Dear Friends:
My late father’s birthday was February 2 and mine is February 9. When it came time to schedule my Bar Mitzvah, my father was the Ritual Committee chair of our Reform temple and he wanted me to have my Bar Mitzvah on the same weekly parasha that his was on, Parashat Yitro. And so my Bar Mitzvah was on January 27, a couple of weeks before my 13th birthday. As I got older and more traditionally observant, it began to concern me that maybe my Bar Mitzvah had actually been too early, since most Conservative rabbis, myself included, will not allow a Bar Mitzvah to take place prior to the young man’s 13th birthday.
But of course we are talking about the 13th birthday according to the Hebrew calendar and there can be almost a month’s difference in either direction between a Gregorian birthday and a Hebrew birthday depending on whether the person was born during a Hebrew calendar leap year and whether or not the current year is a leap year.
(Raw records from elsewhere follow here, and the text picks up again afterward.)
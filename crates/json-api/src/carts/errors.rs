//! Cart Errors

use salvo::http::StatusError;
use tracing::error;

use tillpoint_app::domain::{carts::CartsServiceError, checkout::CheckoutServiceError};

pub(crate) fn into_status_error(error: CartsServiceError) -> StatusError {
    match error {
        CartsServiceError::AlreadyExists => StatusError::conflict().brief("Cart already exists"),
        CartsServiceError::NotFound => StatusError::not_found().brief("Cart not found"),
        CartsServiceError::UnknownProduct(code) => {
            StatusError::not_found().brief(format!("product not found: {code}"))
        }
        CartsServiceError::InvalidQuantity => {
            StatusError::bad_request().brief("Quantity must be a positive whole number")
        }
        CartsServiceError::InsufficientStock { product, available } => StatusError::conflict()
            .brief(format!(
                "Insufficient stock for {product}: {available} available"
            )),
        CartsServiceError::InvalidReference
        | CartsServiceError::MissingRequiredData
        | CartsServiceError::InvalidData => StatusError::bad_request().brief("Invalid cart payload"),
        CartsServiceError::Sql(source) => {
            error!("cart storage error: {source}");

            StatusError::internal_server_error()
        }
    }
}

pub(crate) fn checkout_into_status_error(error: CheckoutServiceError) -> StatusError {
    match error {
        CheckoutServiceError::CartNotFound => StatusError::not_found().brief("Cart not found"),
        CheckoutServiceError::EmptyCart => {
            StatusError::bad_request().brief("Cannot check out an empty cart")
        }
        CheckoutServiceError::MissingPaymentMethod => {
            StatusError::bad_request().brief("A payment method is required")
        }
        CheckoutServiceError::InsufficientStock { product, available } => StatusError::conflict()
            .brief(format!(
                "Insufficient stock for {product}: {available} available"
            )),
        CheckoutServiceError::Totals(source) => {
            StatusError::bad_request().brief(format!("Could not price the cart: {source}"))
        }
        CheckoutServiceError::InvalidData => {
            StatusError::bad_request().brief("Invalid checkout payload")
        }
        CheckoutServiceError::Commit(source) => {
            error!("checkout failed to commit: {source}");

            StatusError::internal_server_error()
        }
    }
}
So with the advent of ubiquitous computers and Hebrew calendar programs, I checked a few years ago whether or not my Bar Mitzvah had actually been held too early. (I hasten to add that there would have been no “real world” consequences if this were the case. I would not still be a boy if my Bar Mitzvah had been early nor would I need to repeat the ceremony.) To my great relief, I discovered that both my father and I celebrated our Bar Mitzvah on the correct date and further, that even though my father’s birthday is a week before mine on the Gregorian calendar, my birthday is five days before his on the Hebrew calendar (mine is 17 Shevat and his is 22 Shevat).
Tomorrow we will read Parashat Yitro and it is the first year that I will not be able to call my father before Shabbat and wish him a happy anniversary of his Bar Mitzvah. Yitro is especially “early” this year but it is a Hebrew leap year so there is an “extra” month of Adar which gives us an additional month to prepare for Purim and then Pesach.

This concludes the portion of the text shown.